IE点击恶意链接的安全性
正当Mozilla的Firefox和微软的IE浏览器为了争夺市场份额,斗的不可开交时,两家公司的争斗又爆出新的导火索。当用户的主机同时安装了Mozilla公司的Firefox浏览器和微软公司的IE浏览器后,如果用户使用IE浏览器点击一个恶意链接,那么主机上的另一个浏览器Firefox的安全性会遭到破坏。
安全研究人员发现了这个有趣的安全问题,它把这两款主流浏览器纠缠在了一起。由于微软的IE浏览器上存在的这个安全漏洞,导致Mozilla的Firefox浏览器可以执行远程的恶意代码。
在安全公司Secunia周二发布的安全公告上,这个安全漏洞被列为高危漏洞。该漏洞被确认在打了所有补丁的Windows XP SP2的操作系统上运行的Firefox 2.0.0.4上存在。
它是如何工作的
终端用户在使用IE浏览器浏览一个恶意网页时,如果用户机器上同时安装了Firefox浏览器,这个漏洞才会触发,否则,不会带来任何的安全威胁。
据Mozilla的工作人员说,这个链接可以使得IE浏览器通过命令行,触发另一个应用程序Firefox运行,并把恶意网页上的URL传给Firefox,从而导致恶意代码从这个恶意网页传给Firefox,这些恶意代码允许Firefox执行远程代码。Firefox的开发者在Mozilla的安全博客上公布了这个问题的原委。
用同样的方法,IE可以触发其他Windows应用程序运行,但目前还没有相关的报告。
漏洞没有及时修复
Mozilla和微软目前都没有及时的修复这个漏洞,但是Mozilla技术人员说,他们会为修复这个漏洞,升级Firefox到2.0.0.5,阻止IE向Firefox发送恶意数据。当然,因为IE是微软的程序,所以IE的问题还要微软自己来解决。

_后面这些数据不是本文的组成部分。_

//! Local filesystem backend.
//!
//! This module provides access to the workspace directory: a recursive walk
//! for diffing and byte-level read/write/delete for transfers. Files are
//! accessed using `tokio::fs` for async I/O.

use crate::error::{ErrorKind, Result};
use crate::models::LocalFile;
use crate::path::validate as validate_path;
use async_stream::stream;
use exn::ResultExt;
use futures::Stream;
use std::fs::{Metadata, create_dir_all as sync_create_dir};
use std::path::{Component, Path, PathBuf};
use std::pin::Pin;
use tokio::fs::{self, DirEntry};

type LocalFileStream<'a> = Pin<Box<dyn Stream<Item = Result<LocalFile>> + Send + 'a>>;

/// Predicate deciding whether a walked entry should be skipped. Receives the
/// relative path and whether the entry is a directory. Skipped directories
/// are not descended into.
pub type SkipFn<'a> = &'a (dyn Fn(&Path, bool) -> bool + Send + Sync);

enum WalkEntry {
    File(LocalFile),
    Descend(PathBuf),
    Skip,
}

/// Local filesystem backend rooted at the workspace directory.
///
/// All paths passed in and handed out are relative to the root, and every
/// relative path is run through [`validate_path`](crate::validate_path)
/// before it is joined onto the root.
///
/// # Examples
///
/// ```no_run
/// use wsync_storage::backend::LocalBackend;
///
/// let backend = LocalBackend::new("/tmp/ws1").unwrap();
/// assert_eq!(backend.root(), std::path::Path::new("/tmp/ws1"));
/// ```
#[derive(Debug, Clone)]
pub struct LocalBackend {
    /// Root directory of the workspace
    root: PathBuf,
}
impl LocalBackend {
    /// Create a new local filesystem backend, creating the root directory if
    /// it does not exist yet.
    ///
    /// # Errors
    ///
    /// Returns [`InvalidPath`](ErrorKind::InvalidPath) if the path is not
    /// absolute, contains `..` or NUL bytes, or exists but is not a directory.
    pub fn new(root: impl AsRef<Path>) -> Result<Self> {
        let root = root.as_ref().to_path_buf();
        if !root.is_absolute() || root.as_os_str().as_encoded_bytes().contains(&0) {
            exn::bail!(ErrorKind::InvalidPath(root));
        }
        if root.components().any(|c| matches!(c, Component::ParentDir)) {
            exn::bail!(ErrorKind::InvalidPath(root));
        }

        if root.exists() {
            if !root.is_dir() {
                exn::bail!(ErrorKind::InvalidPath(root));
            }
        } else {
            // Use non-async here; it'll only happen once on construction and
            // it's not worth the hassle of making the constructor async.
            sync_create_dir(&root).map_err(|e| Self::map_io_error(e, &root))?;
        }

        Ok(Self { root })
    }

    /// Absolute path of the workspace root.
    pub fn root(&self) -> &Path {
        &self.root
    }

    /// Get the absolute path for a relative workspace path.
    ///
    /// Validates the path and joins it with the root directory.
    pub fn absolute_path(&self, path: impl AsRef<Path>) -> Result<PathBuf> {
        let validated = validate_path(path.as_ref())?;
        Ok(self.root.join(validated))
    }

    /// Convert an absolute path back to a relative workspace path.
    fn relative_path(&self, absolute: impl AsRef<Path>) -> Result<PathBuf> {
        let absolute = absolute.as_ref();
        let relative = absolute.strip_prefix(&self.root).or_raise(|| {
            ErrorKind::BackendError(format!("path `{:?}` is not within root `{:?}`", absolute, self.root))
        })?;
        validate_path(relative)
    }

    fn metadata(path: &Path, metadata: Metadata) -> Result<LocalFile> {
        let modified = metadata.modified().map_err(ErrorKind::Io)?.into();
        Ok(LocalFile::new(path, metadata.len(), modified))
    }

    fn map_io_error(e: std::io::Error, path: &Path) -> ErrorKind {
        match e.kind() {
            std::io::ErrorKind::NotFound => ErrorKind::NotFound(path.to_path_buf()),
            std::io::ErrorKind::PermissionDenied => ErrorKind::PermissionDenied(path.to_path_buf()),
            _ => ErrorKind::Io(e),
        }
    }

    /// Classifies one directory entry so the walk loop stays free of error
    /// plumbing: inside `stream!` nothing can be `?`-ed.
    async fn process_entry(&self, entry: DirEntry, skip: SkipFn<'_>) -> Result<WalkEntry> {
        let path = entry.path();
        // Does not follow symlinks: a link is neither a file nor a directory
        // here, so links pointing outside the workspace are never read.
        let metadata = entry.metadata().await.map_err(|e| Self::map_io_error(e, &path))?;
        let relative = self.relative_path(&path)?;
        if skip(&relative, metadata.is_dir()) {
            return Ok(WalkEntry::Skip);
        }
        if metadata.is_dir() {
            return Ok(WalkEntry::Descend(path));
        }
        if metadata.is_file() {
            return Ok(WalkEntry::File(Self::metadata(&relative, metadata)?));
        }
        Ok(WalkEntry::Skip)
    }

    /// Stream every regular file under the root.
    ///
    /// `skip` is consulted for every entry before anything else happens to
    /// it; a skipped directory is never opened. Failing to read the root
    /// directory itself is yielded as an error, as is any other I/O failure.
    /// A subdirectory that disappears mid-walk is silently dropped.
    pub fn list_stream<'a>(&'a self, skip: SkipFn<'a>) -> LocalFileStream<'a> {
        let mut stack = vec![self.root.clone()];

        Box::pin(stream! {
            'dirs: while let Some(current) = stack.pop() {
                let mut entries = match fs::read_dir(&current).await {
                    Ok(entries) => entries,
                    Err(err) if err.kind() == std::io::ErrorKind::NotFound && current != self.root => continue,
                    Err(err) => {
                        yield Err(exn::Exn::from(Self::map_io_error(err, &current)));
                        continue 'dirs;
                    }
                };

                'entries: loop {
                    let entry = match entries.next_entry().await {
                        Ok(Some(entry)) => entry,
                        Ok(None) => break 'entries,
                        Err(e) => { yield Err(exn::Exn::from(Self::map_io_error(e, &current))); continue 'entries; },
                    };
                    match self.process_entry(entry, skip).await {
                        Ok(WalkEntry::File(f)) => yield Ok(f),
                        Ok(WalkEntry::Descend(d)) => stack.push(d),
                        Ok(WalkEntry::Skip) => {},
                        Err(e) => yield Err(e),
                    };
                }
            }
        })
    }

    pub async fn read(&self, path: &Path) -> Result<Vec<u8>> {
        let abs_path = self.absolute_path(path)?;
        Ok(fs::read(&abs_path).await.map_err(|e| Self::map_io_error(e, path))?)
    }

    /// Write file contents, creating parent directories as needed.
    pub async fn write(&self, path: &Path, data: &[u8]) -> Result<()> {
        let abs_path = self.absolute_path(path)?;
        if let Some(parent) = abs_path.parent() {
            fs::create_dir_all(parent).await.map_err(|e| Self::map_io_error(e, path))?;
        }
        Ok(fs::write(&abs_path, data).await.map_err(|e| Self::map_io_error(e, path))?)
    }

    pub async fn delete(&self, path: &Path) -> Result<()> {
        let abs_path = self.absolute_path(path)?;
        Ok(fs::remove_file(&abs_path).await.map_err(|e| Self::map_io_error(e, path))?)
    }

    pub async fn stat(&self, path: &Path) -> Result<LocalFile> {
        let abs_path = self.absolute_path(path)?;
        let metadata = fs::metadata(&abs_path).await.map_err(|e| Self::map_io_error(e, path))?;
        Self::metadata(path, metadata)
    }

    /// Remove the now-empty ancestor directories of `path`, deepest first,
    /// stopping at the first directory that still has entries. The root is
    /// never removed. Returns how many directories were removed.
    pub async fn prune_empty_dirs(&self, path: &Path) -> Result<usize> {
        let validated = validate_path(path)?;
        let mut removed = 0;
        let mut current = validated.parent();
        while let Some(dir) = current
            && !dir.as_os_str().is_empty()
        {
            match fs::remove_dir(self.root.join(dir)).await {
                Ok(()) => removed += 1,
                // Not empty (or already gone): nothing above it can be empty either.
                Err(_) => break,
            }
            current = dir.parent();
        }
        Ok(removed)
    }
}
pub mod error;
mod filter;
mod rules;

pub use crate::filter::{DEFAULT_PATTERNS, IgnoreFilter, SYNCIGNORE_FILE};
pub use crate::rules::{IgnoreRule, RuleSource};
//! Content hashing.
//!
//! The content hash is the lowercase hex MD5 of a file, the same digest S3
//! reports as the ETag of a single-part upload.

use md5::{Digest, Md5};

/// Lowercase hex MD5 of `data`.
///
/// ```
/// assert_eq!(wsync_engine::md5_hex(b"hello"), "5d41402abc4b2a76b9719d911017c592");
/// ```
#[must_use]
pub fn md5_hex(data: &[u8]) -> String {
    format!("{:x}", Md5::digest(data))
}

很重要的一点是:当用户使用Firefox浏览器浏览网页时,是不会受到这个漏洞的攻击的,Mozilla公司在它的安全博客里说到。目前Mozilla公司也没有看到任何证据说明有黑客利用了Firefox的这个漏洞。
使用Firefox浏览网页可以解决这个问题,但同时Secunia公司建议用户不要用IE浏览不明网站。
为恶意代码打开大门
“根本问题是含有恶意代码的网站的数目”,Sophos公司的高级安全分析师Ronald O'Brien说到,“我们知道,成千上万的网站在建立时缺乏基本的安全考虑,导致黑客们轻易的在它们的网站上注入恶意代码。”
计算机感染病毒,从而被远程控制的可能性越来越大。而简单的让用户在浏览器中点击一个恶意链接,就可以造成用户主机中毒甚至被远程控制的严重危害,这让O'Brien很是吃惊。